* **EXERCISE AIM**
Write out the records below once more, exactly and completely.

* **RECORDS FOR THIS TASK**
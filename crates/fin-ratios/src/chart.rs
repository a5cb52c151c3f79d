//! Chart-ready series.
//!
//! Charts are plain data: axis titles, x labels and optional y values per
//! trace. Rendering belongs to the consumer.

use crate::{CompositeScore, Metric, MetricsTable};
use derive_more::Display;
use serde::Serialize;

/// How a chart should be drawn.
#[derive(Debug, Display, Clone, Copy, PartialEq, Eq, Serialize)]
#[serde(rename_all = "snake_case")]
pub enum ChartKind {
    /// Lines with markers over periods
    Line,
    /// Bars over periods
    Bar,
    /// Closed polygon over named axes
    Radar,
}

/// One named series.
#[derive(Debug, Clone, PartialEq, Serialize)]
pub struct Trace {
    /// Legend entry
    pub name: String,
    /// Category labels (periods or radar axes)
    pub x: Vec<String>,
    /// Values; `None` renders as a gap
    pub y: Vec<Option<f64>>,
}

/// A chart specification.
#[derive(Debug, Clone, PartialEq, Serialize)]
pub struct Chart {
    /// Stable key for the consumer (e.g. `liquidity`)
    pub key: &'static str,
    /// Chart title
    pub title: &'static str,
    /// X axis title
    pub x_axis: &'static str,
    /// Y axis title
    pub y_axis: &'static str,
    /// Drawing style
    pub kind: ChartKind,
    /// Series to draw
    pub traces: Vec<Trace>,
}

struct ChartGroup {
    key: &'static str,
    title: &'static str,
    y_axis: &'static str,
    kind: ChartKind,
    metrics: &'static [Metric],
}

const GROUPS: &[ChartGroup] = &[
    ChartGroup {
        key: "liquidity",
        title: "Liquidity Ratios",
        y_axis: "Ratio Value",
        kind: ChartKind::Line,
        metrics: &[Metric::CurrentRatio, Metric::QuickRatio],
    },
    ChartGroup {
        key: "efficiency",
        title: "Asset Turnover Ratios",
        y_axis: "Turnover Ratio",
        kind: ChartKind::Line,
        metrics: &[Metric::CurrentAssetTurnover, Metric::TotalAssetTurnover],
    },
    ChartGroup {
        key: "profitability",
        title: "Profitability Ratios",
        y_axis: "Ratio Value",
        kind: ChartKind::Line,
        metrics: &[
            Metric::ProfitMargin,
            Metric::ReturnOnEquity,
            Metric::BasicEarningPower,
        ],
    },
    ChartGroup {
        key: "solvency",
        title: "Debt Ratio",
        y_axis: "Ratio Value",
        kind: ChartKind::Bar,
        metrics: &[Metric::DebtRatio],
    },
    ChartGroup {
        key: "dso",
        title: "Days Sales Outstanding",
        y_axis: "Days",
        kind: ChartKind::Line,
        metrics: &[Metric::DaysSalesOutstanding],
    },
];

/// Time-series charts for the metrics table.
///
/// Only optional metrics are conditional: DSO without receivables data is left
/// out along with its chart. Other undefined values render as gaps.
pub fn metric_charts(table: &MetricsTable) -> Vec<Chart> {
    let periods: Vec<String> = table.periods().iter().map(ToString::to_string).collect();

    GROUPS
        .iter()
        .filter_map(|group| {
            let traces: Vec<Trace> = group
                .metrics
                .iter()
                .filter(|metric| table.is_reported(**metric))
                .filter_map(|metric| {
                    Some(Trace {
                        name: metric.label().to_string(),
                        x: periods.clone(),
                        y: table.series(*metric)?.to_vec(),
                    })
                })
                .collect();

            (!traces.is_empty()).then(|| Chart {
                key: group.key,
                title: group.title,
                x_axis: "Year",
                y_axis: group.y_axis,
                kind: group.kind,
                traces,
            })
        })
        .collect()
}

/// Radar chart comparing the composite score with the industry reference.
pub fn radar_chart(score: &CompositeScore, company: &str) -> Chart {
    let axes: Vec<String> = CompositeScore::LABELS.iter().map(ToString::to_string).collect();
    let trace = |name: &str, values: [f64; 4]| Trace {
        name: name.to_string(),
        x: axes.clone(),
        y: values.into_iter().map(Some).collect(),
    };

    Chart {
        key: "radar",
        title: "Financial Health Comparison",
        x_axis: "",
        y_axis: "Score vs Industry",
        kind: ChartKind::Radar,
        traces: vec![
            trace(company, score.to_values()),
            trace("Industry Average", CompositeScore::baseline().to_values()),
        ],
    }
}

#[cfg(test)]
mod tests {
    use super::*;
    use crate::Period;
    use std::collections::BTreeMap;

    fn table(dso: Vec<Option<f64>>) -> MetricsTable {
        let periods = vec![
            Period::from_ymd(2024, 12, 31).unwrap(),
            Period::from_ymd(2023, 12, 31).unwrap(),
        ];
        let mut columns: BTreeMap<Metric, Vec<Option<f64>>> = Metric::ALL
            .into_iter()
            .map(|m| (m, vec![Some(1.0), Some(2.0)]))
            .collect();
        columns.insert(Metric::DaysSalesOutstanding, dso);
        MetricsTable::new(periods, columns).unwrap()
    }

    #[test]
    fn test_charts_skip_undefined_dso() {
        let charts = metric_charts(&table(vec![None, None]));
        let keys: Vec<&str> = charts.iter().map(|c| c.key).collect();
        assert_eq!(keys, ["liquidity", "efficiency", "profitability", "solvency"]);
    }

    #[test]
    fn test_charts_include_partial_dso() {
        let charts = metric_charts(&table(vec![Some(40.0), None]));
        let dso = charts.iter().find(|c| c.key == "dso").unwrap();
        assert_eq!(dso.traces[0].y, vec![Some(40.0), None]);
        assert_eq!(dso.traces[0].x, ["2024-12-31", "2023-12-31"]);
    }

    #[test]
    fn test_undefined_required_metric_is_still_charted() {
        let periods = vec![
            Period::from_ymd(2024, 12, 31).unwrap(),
            Period::from_ymd(2023, 12, 31).unwrap(),
        ];
        let columns = Metric::ALL
            .into_iter()
            .map(|m| match m {
                Metric::ReturnOnEquity => (m, vec![None, None]),
                _ => (m, vec![Some(1.0), Some(2.0)]),
            })
            .collect();
        let table = MetricsTable::new(periods, columns).unwrap();

        let charts = metric_charts(&table);
        let chart = charts.iter().find(|c| c.key == "profitability").unwrap();
        assert_eq!(chart.traces.len(), 3);
        assert_eq!(chart.traces[1].name, "Return on Equity");
        assert_eq!(chart.traces[1].y, vec![None, None]);
    }

    #[test]
    fn test_profitability_chart_traces() {
        let charts = metric_charts(&table(vec![None, None]));
        let chart = charts.iter().find(|c| c.key == "profitability").unwrap();
        let names: Vec<&str> = chart.traces.iter().map(|t| t.name.as_str()).collect();
        assert_eq!(names, ["Profit Margin", "Return on Equity", "Basic Earning Power"]);
        assert_eq!(chart.kind, ChartKind::Line);
    }

    #[test]
    fn test_radar_chart() {
        let score = CompositeScore {
            liquidity: 1.2,
            efficiency: 0.9,
            profitability: 2.5,
            solvency: 0.4,
        };
        let chart = radar_chart(&score, "AAPL");

        assert_eq!(chart.kind, ChartKind::Radar);
        assert_eq!(chart.traces.len(), 2);
        assert_eq!(chart.traces[0].name, "AAPL");
        assert_eq!(chart.traces[0].y[2], Some(2.5));
        assert!(chart.traces[1].y.iter().all(|v| *v == Some(1.0)));
        assert_eq!(chart.traces[1].x, CompositeScore::LABELS);
    }
}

* **WRITTEN ANSWER**
filename crates/fin-ratios/src/chart.rs
repository a5cb52c151c3f79d
//! Chart-ready series.
//!
//! Charts are plain data: axis titles, x labels and optional y values per
//! trace. Rendering belongs to the consumer.

use crate::{CompositeScore, Metric, MetricsTable};
use derive_more::Display;
use serde::Serialize;

/// How a chart should be drawn.
#[derive(Debug, Display, Clone, Copy, PartialEq, Eq, Serialize)]
#[serde(rename_all = "snake_case")]
pub enum ChartKind {
    /// Lines with markers over periods
    Line,
    /// Bars over periods
    Bar,
    /// Closed polygon over named axes
    Radar,
}

/// One named series.
#[derive(Debug, Clone, PartialEq, Serialize)]
pub struct Trace {
    /// Legend entry
    pub name: String,
    /// Category labels (periods or radar axes)
    pub x: Vec<String>,
    /// Values; `None` renders as a gap
    pub y: Vec<Option<f64>>,
}

/// A chart specification.
#[derive(Debug, Clone, PartialEq, Serialize)]
pub struct Chart {
    /// Stable key for the consumer (e.g. `liquidity`)
    pub key: &'static str,
    /// Chart title
    pub title: &'static str,
    /// X axis title
    pub x_axis: &'static str,
    /// Y axis title
    pub y_axis: &'static str,
    /// Drawing style
    pub kind: ChartKind,
    /// Series to draw
    pub traces: Vec<Trace>,
}

struct ChartGroup {
    key: &'static str,
    title: &'static str,
    y_axis: &'static str,
    kind: ChartKind,
    metrics: &'static [Metric],
}

const GROUPS: &[ChartGroup] = &[
    ChartGroup {
        key: "liquidity",
        title: "Liquidity Ratios",
        y_axis: "Ratio Value",
        kind: ChartKind::Line,
        metrics: &[Metric::CurrentRatio, Metric::QuickRatio],
    },
    ChartGroup {
        key: "efficiency",
        title: "Asset Turnover Ratios",
        y_axis: "Turnover Ratio",
        kind: ChartKind::Line,
        metrics: &[Metric::CurrentAssetTurnover, Metric::TotalAssetTurnover],
    },
    ChartGroup {
        key: "profitability",
        title: "Profitability Ratios",
        y_axis: "Ratio Value",
        kind: ChartKind::Line,
        metrics: &[
            Metric::ProfitMargin,
            Metric::ReturnOnEquity,
            Metric::BasicEarningPower,
        ],
    },
    ChartGroup {
        key: "solvency",
        title: "Debt Ratio",
        y_axis: "Ratio Value",
        kind: ChartKind::Bar,
        metrics: &[Metric::DebtRatio],
    },
    ChartGroup {
        key: "dso",
        title: "Days Sales Outstanding",
        y_axis: "Days",
        kind: ChartKind::Line,
        metrics: &[Metric::DaysSalesOutstanding],
    },
];

/// Time-series charts for the metrics table.
///
/// Only optional metrics are conditional: DSO without receivables data is left
/// out along with its chart. Other undefined values render as gaps.
pub fn metric_charts(table: &MetricsTable) -> Vec<Chart> {
    let periods: Vec<String> = table.periods().iter().map(ToString::to_string).collect();

    GROUPS
        .iter()
        .filter_map(|group| {
            let traces: Vec<Trace> = group
                .metrics
                .iter()
                .filter(|metric| table.is_reported(**metric))
                .filter_map(|metric| {
                    Some(Trace {
                        name: metric.label().to_string(),
                        x: periods.clone(),
                        y: table.series(*metric)?.to_vec(),
                    })
                })
                .collect();

            (!traces.is_empty()).then(|| Chart {
                key: group.key,
                title: group.title,
                x_axis: "Year",
                y_axis: group.y_axis,
                kind: group.kind,
                traces,
            })
        })
        .collect()
}

/// Radar chart comparing the composite score with the industry reference.
pub fn radar_chart(score: &CompositeScore, company: &str) -> Chart {
    let axes: Vec<String> = CompositeScore::LABELS.iter().map(ToString::to_string).collect();
    let trace = |name: &str, values: [f64; 4]| Trace {
        name: name.to_string(),
        x: axes.clone(),
        y: values.into_iter().map(Some).collect(),
    };

    Chart {
        key: "radar",
        title: "Financial Health Comparison",
        x_axis: "",
        y_axis: "Score vs Industry",
        kind: ChartKind::Radar,
        traces: vec![
            trace(company, score.to_values()),
            trace("Industry Average", CompositeScore::baseline().to_values()),
        ],
    }
}

#[cfg(test)]
mod tests {
    use super::*;
    use crate::Period;
    use std::collections::BTreeMap;

    fn table(dso: Vec<Option<f64>>) -> MetricsTable {
        let periods = vec![
            Period::from_ymd(2024, 12, 31).unwrap(),
            Period::from_ymd(2023, 12, 31).unwrap(),
        ];
        let mut columns: BTreeMap<Metric, Vec<Option<f64>>> = Metric::ALL
            .into_iter()
            .map(|m| (m, vec![Some(1.0), Some(2.0)]))
            .collect();
        columns.insert(Metric::DaysSalesOutstanding, dso);
        MetricsTable::new(periods, columns).unwrap()
    }

    #[test]
    fn test_charts_skip_undefined_dso() {
        let charts = metric_charts(&table(vec![None, None]));
        let keys: Vec<&str> = charts.iter().map(|c| c.key).collect();
        assert_eq!(keys, ["liquidity", "efficiency", "profitability", "solvency"]);
    }

    #[test]
    fn test_charts_include_partial_dso() {
        let charts = metric_charts(&table(vec![Some(40.0), None]));
        let dso = charts.iter().find(|c| c.key == "dso").unwrap();
        assert_eq!(dso.traces[0].y, vec![Some(40.0), None]);
        assert_eq!(dso.traces[0].x, ["2024-12-31", "2023-12-31"]);
    }

    #[test]
    fn test_undefined_required_metric_is_still_charted() {
        let periods = vec![
            Period::from_ymd(2024, 12, 31).unwrap(),
            Period::from_ymd(2023, 12, 31).unwrap(),
        ];
        let columns = Metric::ALL
            .into_iter()
            .map(|m| match m {
                Metric::ReturnOnEquity => (m, vec![None, None]),
                _ => (m, vec![Some(1.0), Some(2.0)]),
            })
            .collect();
        let table = MetricsTable::new(periods, columns).unwrap();

        let charts = metric_charts(&table);
        let chart = charts.iter().find(|c| c.key == "profitability").unwrap();
        assert_eq!(chart.traces.len(), 3);
        assert_eq!(chart.traces[1].name, "Return on Equity");
        assert_eq!(chart.traces[1].y, vec![None, None]);
    }

    #[test]
    fn test_profitability_chart_traces() {
        let charts = metric_charts(&table(vec![None, None]));
        let chart = charts.iter().find(|c| c.key == "profitability").unwrap();
        let names: Vec<&str> = chart.traces.iter().map(|t| t.name.as_str()).collect();
        assert_eq!(names, ["Profit Margin", "Return on Equity", "Basic Earning Power"]);
        assert_eq!(chart.kind, ChartKind::Line);
    }

    #[test]
    fn test_radar_chart() {
        let score = CompositeScore {
            liquidity: 1.2,
            efficiency: 0.9,
            profitability: 2.5,
            solvency: 0.4,
        };
        let chart = radar_chart(&score, "AAPL");

        assert_eq!(chart.kind, ChartKind::Radar);
        assert_eq!(chart.traces.len(), 2);
        assert_eq!(chart.traces[0].name, "AAPL");
        assert_eq!(chart.traces[0].y[2], Some(2.5));
        assert!(chart.traces[1].y.iter().all(|v| *v == Some(1.0)));
        assert_eq!(chart.traces[1].x, CompositeScore::LABELS);
    }
}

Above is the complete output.